À propos de l’Allemagne, les questions ne manquent pas. Combien de temps la Grande coalition au pouvoir va-t-elle tenir ? Peut-on attendre un assouplissement de sa politique d’austérité budgétaire ? L’alliance franco-allemande est-elle toujours le moteur de la construction européenne et quelles en sont les perspectives ?
Arrivée à mi-mandat, la coalition entre la CDU/CSU et le SPD tient toujours le coup, pour une simple raison : les deux partenaires considèrent ne pas avoir intérêt à une rupture et la font donc durer. Tenant leur congrès, les Verts qui ont le vent en poupe ont clairement manifesté leur intention d’accéder au pouvoir et ont abandonné leur vieille ligne pacifiste pour se déclarer en faveur d’une défense européenne, se rapprochant du point de vue de la direction de la CDU. Mais ils vont devoir patienter en confortant leur place de second parti devant la SPD. Jusqu’à quand ? cela reste une inconnue.
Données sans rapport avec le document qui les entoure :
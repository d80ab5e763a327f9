use thiserror::Error;

#[derive(Debug, Error)]
pub enum Error {
    #[error("parser error {0:?}")]
    Parser(nom::error::ErrorKind),
    #[error("parser incomplete: {0:?}")]
    ParserIncomplete(nom::Needed),
    #[error("DER: empty input")]
    EmptyInput,
    #[error("DER: high tag number form is not supported (identifier 0x{0:02x})")]
    HighTagNumber(u8),
    #[error("DER: indefinite length is not allowed")]
    IndefiniteLength,
    #[error("DER: length field of {0} octets is too long")]
    LengthTooLong(usize),
    #[error("DER: length is not minimally encoded")]
    NonMinimalLength,
    #[error("DER: nesting deeper than {0} levels")]
    NestingTooDeep(usize),
}

impl From<nom::Err<nom::error::Error<&[u8]>>> for Error {
    fn from(err: nom::Err<nom::error::Error<&[u8]>>) -> Self {
        match err {
            nom::Err::Incomplete(needed) => Error::ParserIncomplete(needed),
            nom::Err::Error(e) | nom::Err::Failure(e) => Error::Parser(e.code),
        }
    }
}
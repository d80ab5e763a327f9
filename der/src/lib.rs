//! DER tag-length-value layer.
//!
//! Parses a byte buffer into a tree of [`Tlv`]s and writes it back. Only the
//! DER subset of BER is accepted: definite lengths in their shortest form and
//! low tag numbers (0-30).

use nom::{IResult, Parser};
use tsumiki::decoder::{DecodableFrom, Decoder};
use tsumiki::encoder::{EncodableTo, Encoder};

use crate::error::Error;

pub mod error;

pub const TAG_CONSTRUCTED: u8 = 0x20;
const TAG_CLASS_MASK: u8 = 0xc0;
const TAG_CLASS_UNIVERSAL: u8 = 0x00;
const TAG_CLASS_CONTEXT_SPECIFIC: u8 = 0x80;
const TAG_NUMBER_MASK: u8 = 0x1f;

const LENGTH_LONG_FORM: u8 = 0x80;
const MAX_LENGTH_OCTETS: usize = std::mem::size_of::<usize>();

/// Maximum nesting of constructed values accepted by the parser.
pub const MAX_DEPTH: usize = 64;

/// A DER document: the ordered top-level TLVs of a buffer.
#[derive(Debug, Clone, PartialEq, Eq)]
pub struct Der {
    elements: Vec<Tlv>,
}

impl Der {
    pub fn new(elements: Vec<Tlv>) -> Self {
        Der { elements }
    }

    pub fn elements(&self) -> &[Tlv] {
        &self.elements
    }
}

impl DecodableFrom<&[u8]> for Der {}

impl Decoder<&[u8], Der> for &[u8] {
    type Error = Error;

    fn decode(&self) -> Result<Der, Self::Error> {
        parse_der(self)
    }
}

impl DecodableFrom<Vec<u8>> for Der {}

impl Decoder<Vec<u8>, Der> for Vec<u8> {
    type Error = Error;

    fn decode(&self) -> Result<Der, Self::Error> {
        parse_der(self)
    }
}

impl EncodableTo<Der> for Vec<u8> {}

impl Encoder<Der, Vec<u8>> for Der {
    type Error = Error;

    fn encode(&self) -> Result<Vec<u8>, Self::Error> {
        let mut buf = Vec::new();
        for tlv in &self.elements {
            tlv.write(&mut buf);
        }
        Ok(buf)
    }
}

fn parse_der(mut input: &[u8]) -> Result<Der, Error> {
    if input.is_empty() {
        return Err(Error::EmptyInput);
    }
    let mut elements = Vec::new();
    while !input.is_empty() {
        let (rest, tlv) = Tlv::parse(input, 0)?;
        elements.push(tlv);
        input = rest;
    }
    Ok(Der { elements })
}

/// Universal class tag numbers the toolkit understands.
#[derive(Debug, Clone, Copy, PartialEq, Eq, PartialOrd, Ord)]
pub enum PrimitiveTag {
    Boolean,
    Integer,
    BitString,
    OctetString,
    Null,
    ObjectIdentifier,
    UTF8String,
    Sequence,
    Set,
    PrintableString,
    IA5String,
    UTCTime,
    GeneralizedTime,
    Unimplemented(u8),
}

impl From<u8> for PrimitiveTag {
    fn from(number: u8) -> Self {
        match number {
            0x01 => PrimitiveTag::Boolean,
            0x02 => PrimitiveTag::Integer,
            0x03 => PrimitiveTag::BitString,
            0x04 => PrimitiveTag::OctetString,
            0x05 => PrimitiveTag::Null,
            0x06 => PrimitiveTag::ObjectIdentifier,
            0x0c => PrimitiveTag::UTF8String,
            0x10 => PrimitiveTag::Sequence,
            0x11 => PrimitiveTag::Set,
            0x13 => PrimitiveTag::PrintableString,
            0x16 => PrimitiveTag::IA5String,
            0x17 => PrimitiveTag::UTCTime,
            0x18 => PrimitiveTag::GeneralizedTime,
            n => PrimitiveTag::Unimplemented(n),
        }
    }
}

impl From<&PrimitiveTag> for u8 {
    fn from(tag: &PrimitiveTag) -> Self {
        match tag {
            PrimitiveTag::Boolean => 0x01,
            PrimitiveTag::Integer => 0x02,
            PrimitiveTag::BitString => 0x03,
            PrimitiveTag::OctetString => 0x04,
            PrimitiveTag::Null => 0x05,
            PrimitiveTag::ObjectIdentifier => 0x06,
            PrimitiveTag::UTF8String => 0x0c,
            PrimitiveTag::Sequence => 0x10,
            PrimitiveTag::Set => 0x11,
            PrimitiveTag::PrintableString => 0x13,
            PrimitiveTag::IA5String => 0x16,
            PrimitiveTag::UTCTime => 0x17,
            PrimitiveTag::GeneralizedTime => 0x18,
            PrimitiveTag::Unimplemented(n) => *n,
        }
    }
}

#[derive(Debug, Clone, Copy, PartialEq, Eq)]
pub enum Tag {
    /// Universal class. The raw identifier octet is kept so the constructed
    /// bit survives re-encoding.
    Primitive(PrimitiveTag, u8),
    ContextSpecific { slot: u8, constructed: bool },
    /// Application or private class, kept as the raw identifier octet.
    Other(u8),
}

impl Tag {
    /// Universal tag with the constructed bit set for SEQUENCE and SET.
    pub fn universal(tag: PrimitiveTag) -> Self {
        let number = u8::from(&tag);
        let identifier = match tag {
            PrimitiveTag::Sequence | PrimitiveTag::Set => number | TAG_CONSTRUCTED,
            _ => number,
        };
        Tag::Primitive(tag, identifier)
    }

    pub fn identifier(&self) -> u8 {
        match self {
            Tag::Primitive(_, identifier) | Tag::Other(identifier) => *identifier,
            Tag::ContextSpecific { slot, constructed } => {
                let constructed = if *constructed { TAG_CONSTRUCTED } else { 0 };
                TAG_CLASS_CONTEXT_SPECIFIC | constructed | (slot & TAG_NUMBER_MASK)
            }
        }
    }

    pub fn is_constructed(&self) -> bool {
        self.identifier() & TAG_CONSTRUCTED == TAG_CONSTRUCTED
    }
}

impl TryFrom<u8> for Tag {
    type Error = Error;

    fn try_from(identifier: u8) -> Result<Self, Self::Error> {
        let number = identifier & TAG_NUMBER_MASK;
        if number == TAG_NUMBER_MASK {
            return Err(Error::HighTagNumber(identifier));
        }
        let tag = match identifier & TAG_CLASS_MASK {
            TAG_CLASS_UNIVERSAL => Tag::Primitive(PrimitiveTag::from(number), identifier),
            TAG_CLASS_CONTEXT_SPECIFIC => Tag::ContextSpecific {
                slot: number,
                constructed: identifier & TAG_CONSTRUCTED == TAG_CONSTRUCTED,
            },
            _ => Tag::Other(identifier),
        };
        Ok(tag)
    }
}

#[derive(Debug, Clone, PartialEq, Eq)]
pub struct Tlv {
    tag: Tag,
    value: Value,
}

#[derive(Debug, Clone, PartialEq, Eq)]
enum Value {
    Data(Vec<u8>),
    Tlvs(Vec<Tlv>),
}

impl Tlv {
    pub fn new_primitive(tag: Tag, data: Vec<u8>) -> Self {
        Tlv {
            tag,
            value: Value::Data(data),
        }
    }

    pub fn new_constructed(tag: Tag, tlvs: Vec<Tlv>) -> Self {
        Tlv {
            tag,
            value: Value::Tlvs(tlvs),
        }
    }

    pub fn tag(&self) -> &Tag {
        &self.tag
    }

    /// Content octets of a primitive TLV.
    pub fn data(&self) -> Option<&[u8]> {
        match &self.value {
            Value::Data(data) => Some(data),
            Value::Tlvs(_) => None,
        }
    }

    /// Nested TLVs of a constructed TLV.
    pub fn tlvs(&self) -> Option<&[Tlv]> {
        match &self.value {
            Value::Data(_) => None,
            Value::Tlvs(tlvs) => Some(tlvs),
        }
    }

    /// The full encoding of this TLV, identifier and length included.
    pub fn to_bytes(&self) -> Vec<u8> {
        let mut buf = Vec::new();
        self.write(&mut buf);
        buf
    }

    fn write(&self, buf: &mut Vec<u8>) {
        buf.push(self.tag.identifier());
        match &self.value {
            Value::Data(data) => {
                write_length(data.len(), buf);
                buf.extend_from_slice(data);
            }
            Value::Tlvs(tlvs) => {
                let mut content = Vec::new();
                for tlv in tlvs {
                    tlv.write(&mut content);
                }
                write_length(content.len(), buf);
                buf.extend(content);
            }
        }
    }

    fn parse(input: &[u8], depth: usize) -> Result<(&[u8], Tlv), Error> {
        if depth > MAX_DEPTH {
            return Err(Error::NestingTooDeep(MAX_DEPTH));
        }
        let (input, tag) = parse_tag(input)?;
        let (input, length) = parse_length(input)?;
        let (input, content) = take_bytes(input, length)?;

        if tag.is_constructed() {
            let mut tlvs = Vec::new();
            let mut content = content;
            while !content.is_empty() {
                let (rest, tlv) = Self::parse(content, depth + 1)?;
                tlvs.push(tlv);
                content = rest;
            }
            return Ok((input, Tlv::new_constructed(tag, tlvs)));
        }

        Ok((input, Tlv::new_primitive(tag, content.to_vec())))
    }
}

fn be_u8(input: &[u8]) -> IResult<&[u8], u8> {
    nom::number::complete::be_u8(input)
}

fn take_bytes(input: &[u8], count: usize) -> IResult<&[u8], &[u8]> {
    nom::bytes::complete::take(count).parse(input)
}

fn parse_tag(input: &[u8]) -> Result<(&[u8], Tag), Error> {
    let (input, identifier) = be_u8(input)?;
    Ok((input, Tag::try_from(identifier)?))
}

fn parse_length(input: &[u8]) -> Result<(&[u8], usize), Error> {
    let (input, first) = be_u8(input)?;
    if first & LENGTH_LONG_FORM == 0 {
        // short form: 0-127
        return Ok((input, first as usize));
    }

    // long form: the low 7 bits count the length octets that follow
    let octets = (first & !LENGTH_LONG_FORM) as usize;
    if octets == 0 {
        return Err(Error::IndefiniteLength);
    }
    if octets > MAX_LENGTH_OCTETS {
        return Err(Error::LengthTooLong(octets));
    }
    let (input, bytes) = take_bytes(input, octets)?;
    if bytes.first() == Some(&0) {
        return Err(Error::NonMinimalLength);
    }
    let length = bytes
        .iter()
        .fold(0usize, |length, &b| (length << 8) | b as usize);
    if length < LENGTH_LONG_FORM as usize {
        return Err(Error::NonMinimalLength);
    }
    Ok((input, length))
}

fn write_length(length: usize, buf: &mut Vec<u8>) {
    if length < LENGTH_LONG_FORM as usize {
        buf.push(length as u8);
        return;
    }
    let bytes = length.to_be_bytes();
    let skip = bytes.iter().take_while(|&&b| b == 0).count();
    buf.push(LENGTH_LONG_FORM | (bytes.len() - skip) as u8);
    buf.extend_from_slice(&bytes[skip..]);
}
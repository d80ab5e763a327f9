//! Decoding options.

use serde::{Deserialize, Serialize};

/// What to do when a tagged optional field occurs more than once.
#[derive(Debug, Clone, Copy, Default, PartialEq, Eq, Serialize, Deserialize)]
#[serde(rename_all = "snake_case")]
pub enum DuplicateTagPolicy {
    /// Fail with [`crate::Error::DuplicateTag`].
    #[default]
    Reject,
    /// Keep the last occurrence and log a warning.
    LastWins,
}

/// Options for [`crate::EvidenceRecord::decode_with`].
///
/// Deserializable so a host application can embed it in its own
/// configuration; missing keys take their defaults.
#[derive(Debug, Clone, Default, PartialEq, Eq, Serialize, Deserialize)]
#[serde(default)]
pub struct DecodeOptions {
    pub duplicate_tags: DuplicateTagPolicy,
}

impl DecodeOptions {
    pub fn with_duplicate_tags(mut self, policy: DuplicateTagPolicy) -> Self {
        self.duplicate_tags = policy;
        self
    }
}
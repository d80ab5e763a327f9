use thiserror::Error;

pub type Result<T> = std::result::Result<T, Error>;

#[derive(Debug, Error)]
pub enum Error {
    #[error("{structure}: expected SEQUENCE, got {actual}")]
    ExpectedSequence {
        structure: &'static str,
        actual: &'static str,
    },
    #[error("{structure}: expected {expected} elements, got {actual}")]
    InvalidElementCount {
        structure: &'static str,
        expected: &'static str,
        actual: usize,
    },

    #[error("ArchiveTimeStamp: unknown tag [{0}]")]
    UnknownTag(u8),
    #[error("ArchiveTimeStamp: duplicate tag [{0}]")]
    DuplicateTag(u8),
    #[error("ArchiveTimeStamp: expected context-specific element, got {0}")]
    ExpectedTagged(&'static str),
    #[error("ArchiveTimeStamp: expected constructed encoding for [{0}]")]
    ExpectedConstructed(u8),

    #[error("PartialHashtree: expected OCTET STRING, got {0}")]
    PartialHashtreeExpectedOctetString(&'static str),

    #[error("ContentInfo: expected OBJECT IDENTIFIER for contentType, got {0}")]
    ContentInfoExpectedOid(&'static str),
    #[error("ContentInfo: expected [0] EXPLICIT content")]
    ContentInfoExpectedContent,

    #[error("timestamp {index}: {source}")]
    TimeStamp {
        index: usize,
        #[source]
        source: Box<Error>,
    },
    #[error("chain {index}: {source}")]
    Chain {
        index: usize,
        #[source]
        source: Box<Error>,
    },

    #[error("PKIX types error: {0}")]
    PkixTypes(#[from] tsumiki_pkix_types::Error),
}
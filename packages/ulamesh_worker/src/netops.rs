//! Linux implementation of the core's kernel interface.
//!
//! Everything goes through classic ioctls: `TUNSETIFF` on
//! `/dev/net/tun` for device creation, `SIOCSIF*` on an `AF_INET6`
//! control socket for flags, MTU and addresses, and
//! `SIOCADDRT`/`SIOCDELRT` with `in6_rtmsg` for routes.

use std::fs::File;
use std::io;
use std::net::Ipv6Addr;
use std::os::fd::{AsRawFd, FromRawFd, OwnedFd, RawFd};
use std::os::unix::fs::OpenOptionsExt;

use cidr::Ipv6Cidr;
use ulamesh_core::NetOps;

const TUN_DEVICE: &str = "/dev/net/tun";

#[derive(Debug, Default, Clone, Copy)]
pub struct LinuxNetOps;

impl NetOps for LinuxNetOps {
    fn open_tun(&self, name: &str) -> io::Result<File> {
        // Non-blocking: the tunnel thread reads until it would block.
        let file = File::options()
            .read(true)
            .write(true)
            .custom_flags(libc::O_NONBLOCK)
            .open(TUN_DEVICE)?;
        // IFF_TUN without IFF_NO_PI: frames carry the 4-byte
        // packet-information prefix the framing layer expects.
        let mut request = IfReq {
            name: ifname_bytes(name)?,
            data: IfReqData {
                flags: libc::IFF_TUN as libc::c_short,
            },
        };
        ioctl(file.as_raw_fd(), libc::TUNSETIFF, &mut request)?;
        Ok(file)
    }

    fn link_up(&self, name: &str) -> io::Result<()> {
        let socket = inet6_socket()?;
        let mut request = IfReq {
            name: ifname_bytes(name)?,
            data: IfReqData { flags: 0 },
        };
        ioctl(socket.as_raw_fd(), libc::SIOCGIFFLAGS, &mut request)?;
        let flags =
            unsafe { request.data.flags } | (libc::IFF_UP | libc::IFF_RUNNING) as libc::c_short;
        request.data = IfReqData { flags };
        ioctl(socket.as_raw_fd(), libc::SIOCSIFFLAGS, &mut request)
    }

    fn set_mtu(&self, name: &str, mtu: u32) -> io::Result<()> {
        let socket = inet6_socket()?;
        let mut request = IfReq {
            name: ifname_bytes(name)?,
            data: IfReqData {
                mtu: mtu as libc::c_int,
            },
        };
        ioctl(socket.as_raw_fd(), libc::SIOCSIFMTU, &mut request)
    }

    fn interface_index(&self, name: &str) -> io::Result<u32> {
        let socket = inet6_socket()?;
        let mut request = IfReq {
            name: ifname_bytes(name)?,
            data: IfReqData { index: 0 },
        };
        ioctl(socket.as_raw_fd(), libc::SIOCGIFINDEX, &mut request)?;
        Ok(unsafe { request.data.index } as u32)
    }

    fn add_address(&self, interface: u32, address: Ipv6Addr, prefix_len: u8) -> io::Result<()> {
        let socket = inet6_socket()?;
        let mut request = In6Ifreq {
            addr: in6(address),
            prefix_len: prefix_len as u32,
            ifindex: interface as libc::c_int,
        };
        ioctl(socket.as_raw_fd(), libc::SIOCSIFADDR, &mut request)
    }

    fn add_route(&self, destination: Ipv6Cidr, interface: u32, metric: u32) -> io::Result<()> {
        route_op(libc::SIOCADDRT, destination, interface, metric)
    }

    fn del_route(&self, destination: Ipv6Cidr, interface: u32, metric: u32) -> io::Result<()> {
        route_op(libc::SIOCDELRT, destination, interface, metric)
    }
}

fn route_op(
    op: libc::c_ulong,
    destination: Ipv6Cidr,
    interface: u32,
    metric: u32,
) -> io::Result<()> {
    let socket = inet6_socket()?;
    let mut request = In6Rtmsg {
        dst: in6(destination.first_address()),
        src: in6(Ipv6Addr::UNSPECIFIED),
        gateway: in6(Ipv6Addr::UNSPECIFIED),
        kind: 0,
        dst_len: destination.network_length() as u16,
        src_len: 0,
        metric,
        info: 0,
        flags: libc::RTF_UP as u32,
        ifindex: interface as libc::c_int,
    };
    ioctl(socket.as_raw_fd(), op, &mut request)
}

// Layout-compatible with struct ifreq; only the members this crate
// touches are named.
#[repr(C)]
struct IfReq {
    name: [u8; libc::IFNAMSIZ],
    data: IfReqData,
}

#[repr(C)]
union IfReqData {
    flags: libc::c_short,
    mtu: libc::c_int,
    index: libc::c_int,
    _pad: [u8; 24],
}

// struct in6_ifreq from linux/ipv6.h.
#[repr(C)]
struct In6Ifreq {
    addr: libc::in6_addr,
    prefix_len: u32,
    ifindex: libc::c_int,
}

// struct in6_rtmsg from linux/ipv6_route.h.
#[repr(C)]
struct In6Rtmsg {
    dst: libc::in6_addr,
    src: libc::in6_addr,
    gateway: libc::in6_addr,
    kind: u32,
    dst_len: u16,
    src_len: u16,
    metric: u32,
    info: libc::c_ulong,
    flags: u32,
    ifindex: libc::c_int,
}

fn in6(address: Ipv6Addr) -> libc::in6_addr {
    libc::in6_addr {
        s6_addr: address.octets(),
    }
}

fn ifname_bytes(name: &str) -> io::Result<[u8; libc::IFNAMSIZ]> {
    let bytes = name.as_bytes();
    if bytes.len() >= libc::IFNAMSIZ {
        return Err(io::Error::new(
            io::ErrorKind::InvalidInput,
            format!("interface name {name:?} too long"),
        ));
    }
    let mut buf = [0u8; libc::IFNAMSIZ];
    buf[..bytes.len()].copy_from_slice(bytes);
    Ok(buf)
}

fn inet6_socket() -> io::Result<OwnedFd> {
    let fd = unsafe { libc::socket(libc::AF_INET6, libc::SOCK_DGRAM, 0) };
    if fd < 0 {
        return Err(io::Error::last_os_error());
    }
    Ok(unsafe { OwnedFd::from_raw_fd(fd) })
}

fn ioctl<T>(fd: RawFd, request: libc::c_ulong, arg: &mut T) -> io::Result<()> {
    if unsafe { libc::ioctl(fd, request, arg as *mut T) } < 0 {
        return Err(io::Error::last_os_error());
    }
    Ok(())
}
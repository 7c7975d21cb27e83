//! Framed ASCII protocol spoken on the admin socket.
//!
//! A request is one tagged frame: `[tag: u8][len: u16 be][param: len
//! ASCII bytes]`. A reply is a sequence of frames in the same shape;
//! frames tagged [`REPLY_LINE`] carry one line of output each, and the
//! sequence ends with a frame whose tag repeats the request's tag and
//! whose body is the operation's summary line.

use std::fmt;

use thiserror::Error;

/// Admin operations, by wire tag.
#[derive(Debug, Clone, Copy, PartialEq, Eq)]
#[repr(u8)]
pub enum RequestTag {
    /// List tunnels.
    Tunnels = 1,
    /// Dump the prototype route table.
    Routes = 2,
    /// Dump the realised route table.
    Realised = 3,
    /// Run a reconciliation pass now.
    Realise = 4,
    /// Flush learned routes and restart discovery.
    Reset = 5,
    /// Raise trust for every active tunnel peer.
    Trust = 6,
    /// Whitelist a peer and ask the overlay to connect.
    Add = 7,
    /// Enable verbose per-packet logging.
    DebugOn = 8,
    /// Disable verbose per-packet logging.
    DebugOff = 9,
}

/// Tag of a reply frame carrying one line of output.
pub const REPLY_LINE: u8 = 0;

impl RequestTag {
    pub fn from_wire(tag: u8) -> Option<Self> {
        Some(match tag {
            1 => RequestTag::Tunnels,
            2 => RequestTag::Routes,
            3 => RequestTag::Realised,
            4 => RequestTag::Realise,
            5 => RequestTag::Reset,
            6 => RequestTag::Trust,
            7 => RequestTag::Add,
            8 => RequestTag::DebugOn,
            9 => RequestTag::DebugOff,
            _ => return None,
        })
    }
}

impl fmt::Display for RequestTag {
    fn fmt(&self, f: &mut fmt::Formatter<'_>) -> fmt::Result {
        f.write_str(match self {
            RequestTag::Tunnels => "tunnels",
            RequestTag::Routes => "routes",
            RequestTag::Realised => "realised",
            RequestTag::Realise => "realise",
            RequestTag::Reset => "reset",
            RequestTag::Trust => "trust",
            RequestTag::Add => "add",
            RequestTag::DebugOn => "debug on",
            RequestTag::DebugOff => "debug off",
        })
    }
}

/// One admin request.
#[derive(Debug, Clone, PartialEq, Eq)]
pub struct Request {
    pub tag: RequestTag,
    /// Operation parameter. Only `Add` uses one (the encoded peer id).
    pub param: String,
}

impl Request {
    pub fn new(tag: RequestTag) -> Self {
        Self {
            tag,
            param: String::new(),
        }
    }

    pub fn encode(&self) -> Vec<u8> {
        encode_frame(self.tag as u8, self.param.as_bytes())
    }

    pub fn parse(bytes: &[u8]) -> Result<Self, AdminError> {
        let (tag, body) = parse_frame(bytes)?;
        let tag = RequestTag::from_wire(tag).ok_or(AdminError::UnknownTag(tag))?;
        let param = ascii_body(body)?;
        Ok(Self { tag, param })
    }
}

/// One frame of an admin reply.
#[derive(Debug, Clone, PartialEq, Eq)]
pub enum Reply {
    /// A line of output for the operation in progress.
    Line(String),
    /// The terminating summary line; `tag` repeats the request's tag.
    Done { tag: RequestTag, summary: String },
}

impl Reply {
    pub fn encode(&self) -> Vec<u8> {
        match self {
            Reply::Line(line) => encode_frame(REPLY_LINE, line.as_bytes()),
            Reply::Done { tag, summary } => encode_frame(*tag as u8, summary.as_bytes()),
        }
    }

    pub fn parse(bytes: &[u8]) -> Result<Self, AdminError> {
        let (tag, body) = parse_frame(bytes)?;
        let text = ascii_body(body)?;
        if tag == REPLY_LINE {
            Ok(Reply::Line(text))
        } else {
            let tag = RequestTag::from_wire(tag).ok_or(AdminError::UnknownTag(tag))?;
            Ok(Reply::Done { tag, summary: text })
        }
    }
}

/// Frame length implied by a 3-byte header, for readers that need to
/// know how many body bytes to expect.
pub fn body_len(header: &[u8; 3]) -> usize {
    u16::from_be_bytes([header[1], header[2]]) as usize
}

fn encode_frame(tag: u8, body: &[u8]) -> Vec<u8> {
    debug_assert!(body.len() <= u16::MAX as usize);
    let mut bytes = Vec::with_capacity(3 + body.len());
    bytes.push(tag);
    bytes.extend_from_slice(&(body.len() as u16).to_be_bytes());
    bytes.extend_from_slice(body);
    bytes
}

fn parse_frame(bytes: &[u8]) -> Result<(u8, &[u8]), AdminError> {
    if bytes.len() < 3 {
        return Err(AdminError::Truncated);
    }
    let body_len = u16::from_be_bytes([bytes[1], bytes[2]]) as usize;
    if bytes.len() != 3 + body_len {
        return Err(AdminError::Truncated);
    }
    Ok((bytes[0], &bytes[3..]))
}

fn ascii_body(body: &[u8]) -> Result<String, AdminError> {
    if !body.is_ascii() {
        return Err(AdminError::NotAscii);
    }
    String::from_utf8(body.to_vec()).map_err(|_| AdminError::NotAscii)
}

/// An error representing a malformed admin frame.
#[derive(Debug, Error, PartialEq, Eq)]
pub enum AdminError {
    #[error("frame is truncated")]
    Truncated,

    #[error("unknown admin tag {0}")]
    UnknownTag(u8),

    #[error("frame body is not ASCII")]
    NotAscii,
}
La critique de la politique budgétaire allemande a pris une soudaine ampleur avec l’émergence d’une coalition sans précédent de la fédération de l’industrie allemande (BDI) et de la confédération allemande des syndicats (DGB) qui ont rendu public un document commun réclamant 475 milliards d’euros d’investissement. Pour toute réponse du gouvernement, ils ont reçu une fin de non-recevoir d’une Angela Merkel défendant mordicus le principe d’un budget fédéral à l’équilibre tel qu’inscrit dans la loi fondamentale. Mais il est symptomatique que, prétendant néanmoins favoriser la croissance allemande dans ce cadre, elle n’a fait aucune référence à celle de l’Europe. Or, il va falloir affronter une cruelle réalité : l’Allemagne va être à son tour victime de la politique imposée par son gouvernement. L’Europe est son principal marché et les principaux autres, Chine et États-Unis, enregistrent un net recul de ses exportations. Le pays fait face à deux crises, de son modèle de croissance et de son fleuron l’industrie automobile.
Il n’y a pas de substitut à l’alliance franco-allemande, raison pour laquelle elle va perdurer. Là encore, l’absence d’alternative conforte l’existant. Cela n’est pas très prometteur et seules des mesures limitées sont à en attendre. La construction européenne est en panne pour cause de profond désaccord et cela va durer. Et ce ne sera pas l’arrivée des Verts au gouvernement qui changerait la donne, car ils concentrent leurs efforts sur l’abandon de la politique d’équilibre budgétaire allemande et non pas sur la révision des traités afin de développer une politique d’investissement européenne.
À ce sujet, l’Allemagne a en réalité bon dos. Car l’austérité budgétaire et l’épouvantail de l’endettement sont le prétexte rêvé justifiant de couper dans les crédits des programmes sociaux et de poursuivre la réduction des moyens publics. À condition toutefois de ne pas trop charger la barque, au risque de susciter des mouvements sociaux spontanés et redoutés par les temps qui courent.